Gravity so strong that not even a beam of light can escape – we are mesmerized by the mysteries of the immense objects known as black holes. While we cannot observe them directly, we infer their existence through the gravitational pull they exert on nearby objects. Their formation from dying stars more massive than our Sun is an inescapable conclusion of Einstein’s theory of gravity.

Absent direct experience of black holes, we can nevertheless rely on well-tested scientific ideas such as Einstein’s relativity and Schrodinger’s quantum physics to predict many of their properties. The marriage of these two circles of ideas led Stephen Hawking to conclude that a black hole’s event horizon – the point of no return ­– emits a subtle quantum glow. Black holes are not completely black after all, but slowly evaporate through the emission of this `Hawking radiation’.

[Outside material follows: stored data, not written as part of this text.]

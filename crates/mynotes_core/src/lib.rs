//! Core logic for the MyNotes list screen.
//! Storage, edit outcomes and list reconciliation live here; UI hosts only
//! implement `NoteListView`.

pub mod db;
pub mod list;
pub mod logging;
pub mod model;
pub mod repo;
pub mod service;

pub use db::NoteStore;
pub use list::controller::{
    empty_state_message, EditRequest, LoadStatus, NoteListController, NoteListView,
    SavedListState, MESSAGE_ADDED, MESSAGE_DELETED, MESSAGE_NO_DATA, MESSAGE_UPDATED,
};
pub use list::note_list::{ListChange, ListError, NoteList};
pub use list::outcome::{EditOutcome, ResultPayload, RESULT_ADD, RESULT_DELETE, RESULT_UPDATE};
pub use logging::{default_log_level, init_logging, logging_status};
pub use model::note::{Note, NoteDraft, NoteId};
pub use repo::note_repo::{NoteRepository, RepoError, RepoResult, SqliteNoteRepository};
pub use service::note_editor::{format_note_date, EditError, NoteEditor};

/// Minimal health-check API for early integration.
pub fn ping() -> &'static str {
    "pong"
}

/// Returns the core crate version.
pub fn core_version() -> &'static str {
    env!("CARGO_PKG_VERSION")
}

More speculative ideas such as string theory are beginning to provide a conceptual window into the inner life of a black hole. The violent events spawned by the crushing force of gravity at the black hole’s core may access new dimensions of space and exotic objects inhabiting them, which are otherwise hidden from experience. These objects in our cosmos provide fertile ground for generating new concepts of space, time and matter. But how can we visualize this exotic realm? This question provides an impetus for artists and scientists to collaborate.

Throughout history, artists have both influenced and been inspired by science — whether it was Leonardo Da Vinci or Albrecht Durer in centuries past, drawing their way into the discovery of human anatomy, the heavens, and new technology; or Joseph Cornell in modern times deriving inspiration from astronomy. Boundaries between disciplines migrate over time, and in the overlaps lay new perspectives on the world we inhabit.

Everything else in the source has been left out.